This directory contains the complete analysis pipeline for the TransCisPredict framework - a comprehensive approach to protein expression weights estimation that incorporates both cis- and trans- variants for performing proteome-wide association studies (PWAS) with predicted protein expression levels. The pipeline consists of eight sequential steps, each implemented as a standalone R script with standardized configuration sections.
Required R packages:
- tidyverse - Data manipulation and visualization
- data.table - High-performance data processing
- plink2R - Genotype data handling
- pecotmr - Statistical methods implementation
- rsample - Cross-validation and resampling
- broom - Model output formatting
- broom.mixed - Mixed model output formatting
- janitor - Data cleaning utilities
- geepack - Generalized estimating equations
- igraph - Graph analysis for kinship matrices
- future - Parallel processing framework
- furrr - Future-based parallel mapping
- R.utils - Additional utility functions
-
Sequential Execution: Run steps 1-8 in order, as each step depends on outputs from previous steps.
-
Path Configuration: Each script has a standardized CONFIGURATION section at the top. Modify the placeholder paths for your environment:
- Input data directories
- Output directories
- Genotype data locations
- Reference files
-
No Additional Setup Required: After configuring paths, scripts run autonomously without requiring further user input.

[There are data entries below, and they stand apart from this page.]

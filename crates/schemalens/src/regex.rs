//! Compiled `pattern` / `patternProperties` expressions.
//!
//! Patterns are compiled once per validator. Each compiled pattern owns a small memo of match
//! results because editors re-validate the same values over and over.
use std::sync::Arc;

use ahash::AHashMap;
use parking_lot::{Mutex, RwLock};

use crate::options::PatternEngine;

const MEMO_CAPACITY: usize = 1024;

pub(crate) trait RegexEngine: Sized + Send + Sync {
    type Error: core::fmt::Display;
    fn is_match(&self, text: &str) -> Result<bool, Self::Error>;

    fn pattern(&self) -> &str;
}

impl RegexEngine for fancy_regex::Regex {
    type Error = fancy_regex::Error;

    fn is_match(&self, text: &str) -> Result<bool, Self::Error> {
        fancy_regex::Regex::is_match(self, text)
    }

    fn pattern(&self) -> &str {
        self.as_str()
    }
}

impl RegexEngine for regex::Regex {
    type Error = regex::Error;

    fn is_match(&self, text: &str) -> Result<bool, Self::Error> {
        Ok(regex::Regex::is_match(self, text))
    }

    fn pattern(&self) -> &str {
        self.as_str()
    }
}

/// Matching a literal never fails.
#[derive(Debug)]
pub(crate) struct LiteralMatchError;

impl core::fmt::Display for LiteralMatchError {
    fn fmt(&self, f: &mut core::fmt::Formatter<'_>) -> core::fmt::Result {
        f.write_str("literal match failed")
    }
}

/// [`RegexEngine`] for literal patterns: either `starts_with` (prefix) or `==` (exact).
pub(crate) enum LiteralMatcher {
    Prefix { literal: String, original: String },
    Exact { exact: String, original: String },
}

impl RegexEngine for LiteralMatcher {
    type Error = LiteralMatchError;

    #[inline]
    fn is_match(&self, text: &str) -> Result<bool, Self::Error> {
        match self {
            Self::Prefix { literal, .. } => Ok(text.starts_with(literal.as_str())),
            Self::Exact { exact, .. } => Ok(text == exact.as_str()),
        }
    }

    fn pattern(&self) -> &str {
        match self {
            Self::Prefix { original, .. } | Self::Exact { original, .. } => original.as_str(),
        }
    }
}

/// Literal shapes that skip the regex engine entirely.
#[derive(Debug, PartialEq)]
pub(crate) enum PatternOptimization {
    /// `^prefix`
    Prefix(String),
    /// `^exact$`
    Exact(String),
}

/// Detect `^literal` and `^literal$` patterns.
///
/// Accepts unescaped alphanumeric chars, `-`, `_`, `/` and the escapes `\/`, `\-`, `\_`,
/// `\$`, `\.` in the literal body. A trailing unescaped `$` makes the match exact.
pub(crate) fn analyze_pattern(pattern: &str) -> Option<PatternOptimization> {
    let suffix = pattern.strip_prefix('^')?;
    let mut literal = String::new();
    let mut chars = suffix.chars().peekable();
    while let Some(c) = chars.next() {
        if c == '\\' {
            match chars.next()? {
                c @ ('/' | '-' | '_' | '$' | '.') => literal.push(c),
                _ => return None,
            }
        } else if c == '$' {
            if chars.peek().is_none() {
                return Some(PatternOptimization::Exact(literal));
            }
            return None;
        } else if c.is_ascii_alphanumeric() || matches!(c, '-' | '_' | '/') {
            literal.push(c);
        } else {
            return None;
        }
    }
    Some(PatternOptimization::Prefix(literal))
}

enum Matcher {
    Fancy(fancy_regex::Regex),
    Standard(regex::Regex),
    Literal(LiteralMatcher),
}

/// A compiled pattern with its match memo.
pub(crate) struct Pattern {
    matcher: Matcher,
    memo: Mutex<AHashMap<Box<str>, bool>>,
}

impl Pattern {
    fn compile(pattern: &str, engine: PatternEngine) -> Result<Pattern, String> {
        let matcher = match analyze_pattern(pattern) {
            Some(PatternOptimization::Prefix(literal)) => Matcher::Literal(LiteralMatcher::Prefix {
                literal,
                original: pattern.to_string(),
            }),
            Some(PatternOptimization::Exact(exact)) => Matcher::Literal(LiteralMatcher::Exact {
                exact,
                original: pattern.to_string(),
            }),
            None => match engine {
                PatternEngine::FancyRegex => fancy_regex::Regex::new(pattern)
                    .map(Matcher::Fancy)
                    .map_err(|error| error.to_string())?,
                PatternEngine::Regex => regex::Regex::new(pattern)
                    .map(Matcher::Standard)
                    .map_err(|error| error.to_string())?,
            },
        };
        Ok(Pattern {
            matcher,
            memo: Mutex::new(AHashMap::new()),
        })
    }

    pub(crate) fn as_str(&self) -> &str {
        match &self.matcher {
            Matcher::Fancy(regex) => regex.pattern(),
            Matcher::Standard(regex) => regex.pattern(),
            Matcher::Literal(literal) => literal.pattern(),
        }
    }

    /// Whether `text` matches. Engine failures, such as exceeding the backtrack limit, count
    /// as a match so that they never produce spurious errors.
    pub(crate) fn is_match(&self, text: &str) -> bool {
        if let Matcher::Literal(literal) = &self.matcher {
            return literal.is_match(text).unwrap_or(true);
        }
        if let Some(&cached) = self.memo.lock().get(text) {
            return cached;
        }
        let result = match &self.matcher {
            Matcher::Fancy(regex) => run(regex, text),
            Matcher::Standard(regex) => run(regex, text),
            Matcher::Literal(literal) => run(literal, text),
        };
        let mut memo = self.memo.lock();
        if memo.len() >= MEMO_CAPACITY {
            memo.clear();
        }
        memo.insert(text.into(), result);
        result
    }
}

fn run<E: RegexEngine>(engine: &E, text: &str) -> bool {
    match engine.is_match(text) {
        Ok(result) => result,
        Err(error) => {
            tracing::debug!(pattern = engine.pattern(), %error, "Pattern evaluation failed");
            true
        }
    }
}

/// Compiled patterns of one validator, keyed by source text.
pub(crate) struct PatternCache {
    engine: PatternEngine,
    patterns: RwLock<AHashMap<String, Result<Arc<Pattern>, Arc<str>>>>,
}

impl PatternCache {
    pub(crate) fn new(engine: PatternEngine) -> Self {
        PatternCache {
            engine,
            patterns: RwLock::new(AHashMap::new()),
        }
    }

    /// The compiled pattern, or the syntax error message.
    pub(crate) fn get(&self, pattern: &str) -> Result<Arc<Pattern>, Arc<str>> {
        if let Some(compiled) = self.patterns.read().get(pattern) {
            return compiled.clone();
        }
        let compiled = Pattern::compile(pattern, self.engine)
            .map(Arc::new)
            .map_err(|error| {
                tracing::debug!(pattern, %error, "Invalid pattern");
                Arc::<str>::from(error)
            });
        self.patterns
            .write()
            .entry(pattern.to_string())
            .or_insert(compiled)
            .clone()
    }

    /// Whether `text` matches `pattern`; invalid patterns never match.
    pub(crate) fn matches(&self, pattern: &str, text: &str) -> bool {
        self.get(pattern).is_ok_and(|compiled| compiled.is_match(text))
    }
}

impl core::fmt::Debug for PatternCache {
    fn fmt(&self, f: &mut core::fmt::Formatter<'_>) -> core::fmt::Result {
        f.debug_struct("PatternCache")
            .field("engine", &self.engine)
            .field("patterns", &self.patterns.read().len())
            .finish()
    }
}

#[cfg(test)]
mod tests {
    use super::*;
    use test_case::test_case;

    #[test_case("^foo", Some(PatternOptimization::Prefix("foo".into())))]
    #[test_case("^foo$", Some(PatternOptimization::Exact("foo".into())))]
    #[test_case("^\\/api", Some(PatternOptimization::Prefix("/api".into())))]
    #[test_case("^a.b", None)]
    #[test_case("foo", None)]
    #[test_case("^a$b", None)]
    fn literal_analysis(pattern: &str, expected: Option<PatternOptimization>) {
        assert_eq!(analyze_pattern(pattern), expected);
    }

    #[test_case(PatternEngine::FancyRegex)]
    #[test_case(PatternEngine::Regex)]
    fn matching(engine: PatternEngine) {
        let cache = PatternCache::new(engine);
        assert!(cache.matches("^[a-z]+\\d$", "abc1"));
        assert!(!cache.matches("^[a-z]+\\d$", "abc"));
        assert!(cache.matches("^x-", "x-custom"));
        assert!(!cache.matches("(", "anything"));
        assert!(cache.get("(").is_err());
    }

    #[test]
    fn memo_is_bounded() {
        let cache = PatternCache::new(PatternEngine::FancyRegex);
        let pattern = cache.get("[0-9]+").expect("valid pattern");
        for idx in 0..(MEMO_CAPACITY + 10) {
            assert!(pattern.is_match(&idx.to_string()));
        }
        assert!(pattern.memo.lock().len() <= MEMO_CAPACITY);
        assert_eq!(pattern.as_str(), "[0-9]+");
    }

    #[test]
    fn lookaround_needs_fancy_regex() {
        assert!(PatternCache::new(PatternEngine::FancyRegex)
            .get("^(?!x)")
            .is_ok());
        assert!(PatternCache::new(PatternEngine::Regex).get("^(?!x)").is_err());
    }
}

Script: step1_process_olink_data.R
Process raw protein expression levels, perform quality control, and create individual protein expression files.
Script: step2_covariate_regression.R
Remove covariate effects, e.g., age, sex, age×sex, body mass index (BMI), genetic ancestry principal components (PCs) 1-20, from protein expression to generate normalized protein expression (NPX) residuals for each protein.
Script: step3_LD_block_selection.R
Identify genomic regions with significant genetic signal using false discovery rate (FDR)-based selection to include in weight estimation.
Script: step4_cross_validation.R
Perform cross-validation to evaluate multiple statistical methods (BayesR, SuSiE, LASSO, and Elastic Net) for protein prediction using both cis- and trans- variants.
Scripts:
- step5a_evaluate_cv_performance.R - Evaluate cross-validation performance for four methods per protein
- step5b_identify_best_method.R - Select optimal method for each protein
-
step5c_summarize_all_methods.R - Generate a comprehensive results summary for all proteins (optional), e.g.,
$CV-r$ and$CV-R^2$
Evaluate cross-validation results and identifies the "optimal" method for each protein.
Script: step6_whole_sample_analysis.R
Estimate the weights using the complete reference sample applying the "optimal" method identified for each protein.
Scripts:
- step7a_predict_npx_population.R - Predict NPX residuals for each protein for every individual in the target sample
- step7b_combine_npx_files.R - Combine all proteins predicted NPX residual levels into a single file
Apply weights to predict NPX residual levels in the target sample.
Script: step8_pwas_analysis.R
Perform proteome-wide association studies using generalized estimating equations (GEE) to test associations between predicted NPX residual levels and complex traits.
Directory: utilities/ Scripts:
- pqtl_functions.R - Core utility functions for data processing and genetic prediction
- pqtl_weights.R - Statistical method implementations (BayesR, SuSiE, LASSO, and Elastic Net)
- timing_function.R - Runtime calculation utilities
Contain common functions and method implementations used throughout the pipeline.